The method described in the I-D does not discuss the merits and downsides
of strictly bit-wise allocations; I'm of an opinion that if there are
strong grounds to do otherwise (e.g. want to assignly densely, or expect a
big number of assignments), it would make sense to do assignments on
nibble boundaries.
The reasons should be obvious. The most important is that they're lot
easier for humans to understand, and make no mistakes about. Consider:
2001:pTLA:ABCD:0::/64
When allocated a /32 (or /35) you would effectively have 3-4 different
"aggregation" levels if you did this at the nibble boundary, ie. want to
avoid "breaking characters (A-D) if it can be avoided.
Another plus is the ability of reverse delegations (now you must do up to
15 of them per zone depending on how you allocate). This might change
though, and is not the prime motivator here.
So, this would make the addresses easier to understand by customers,
operators etc. -- sure, you can use a nice script to compute the
bit-boundaries, but that doesn't make them much easier to
{understand,verify their correctness in your head, etc.} for us hunams.
With this scheme, depending on the pTLA size and growth views, possible
assignments could be (as we've done):
A = 0 (for now)
B = Big PoP's (max 16)
C = Organization within a PoP (max 16)
D = 0 (for now) -- room for expansion in the foreseeable future.

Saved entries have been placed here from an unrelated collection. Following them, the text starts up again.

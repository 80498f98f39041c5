//! REST response bodies that are not plain aggregates

use serde::{Deserialize, Serialize};

use spiritdice_domain::{DieSize, RollOutcome, SpEffectTier};

/// Body of `POST /api/character/{id}/roll`.
#[derive(Debug, Clone, PartialEq, Eq, Serialize, Deserialize)]
#[serde(rename_all = "camelCase")]
pub struct RollResponse {
    pub value: u32,
    pub success: bool,
    pub die_rolled: DieSize,
    pub die_index: usize,
    pub new_dice_pool: Vec<Option<DieSize>>,
}

impl From<RollOutcome> for RollResponse {
    fn from(outcome: RollOutcome) -> Self {
        Self {
            value: outcome.value,
            success: outcome.success,
            die_rolled: outcome.die_rolled,
            die_index: outcome.die_index,
            new_dice_pool: outcome.new_dice_pool,
        }
    }
}

/// Body of `GET /api/levels/{level}/dice`.
#[derive(Debug, Clone, PartialEq, Eq, Serialize, Deserialize)]
#[serde(rename_all = "camelCase")]
pub struct LevelDiceResponse {
    pub level: i64,
    pub dice: Vec<DieSize>,
}

/// Body of `GET /api/techniques/{id}/effects/{sp}`.
#[derive(Debug, Clone, PartialEq, Eq, Serialize, Deserialize)]
#[serde(rename_all = "camelCase")]
pub struct TechniqueEffectResponse {
    pub sp_investment: u32,
    #[serde(flatten)]
    pub tier: SpEffectTier,
}

/// Body of `POST /api/character/{id}/portrait`.
#[derive(Debug, Clone, PartialEq, Eq, Serialize, Deserialize)]
#[serde(rename_all = "camelCase")]
pub struct PortraitResponse {
    pub portrait_url: String,
}

/// Error body for every non-2xx API response.
#[derive(Debug, Clone, PartialEq, Eq, Serialize, Deserialize)]
pub struct ErrorResponse {
    pub message: String,
}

16 organizations/PoP (in our case, we're talking about _big_
organizations, ones currently with IPv4 /16's and the like) is a rather
small value and it is expected to have to expand this to D, but I doubt
that has to be decided until after a few years at least.
Note that this (or the original) I-D does not address the problems with
RIR policy vs. IESG "/48 for everybody" recommendation (nor they should),
as with current policies there is no way there would be enough /48's for
home users etc. too.
--
Pekka Savola "Tell me of difficulties surmounted,
Netcore Oy not those you stumble over and fall"
Systems. Networks. Security. -- Robert Jordan: A Crown of Swords
--------------------------------------------------------------------
IETF IPng Working Group Mailing List
IPng Home Page: http://playground.sun.com/ipng
FTP archive: ftp://playground.sun.com/pub/ipng
Direct all administrative requests to [EMAIL PROTECTED]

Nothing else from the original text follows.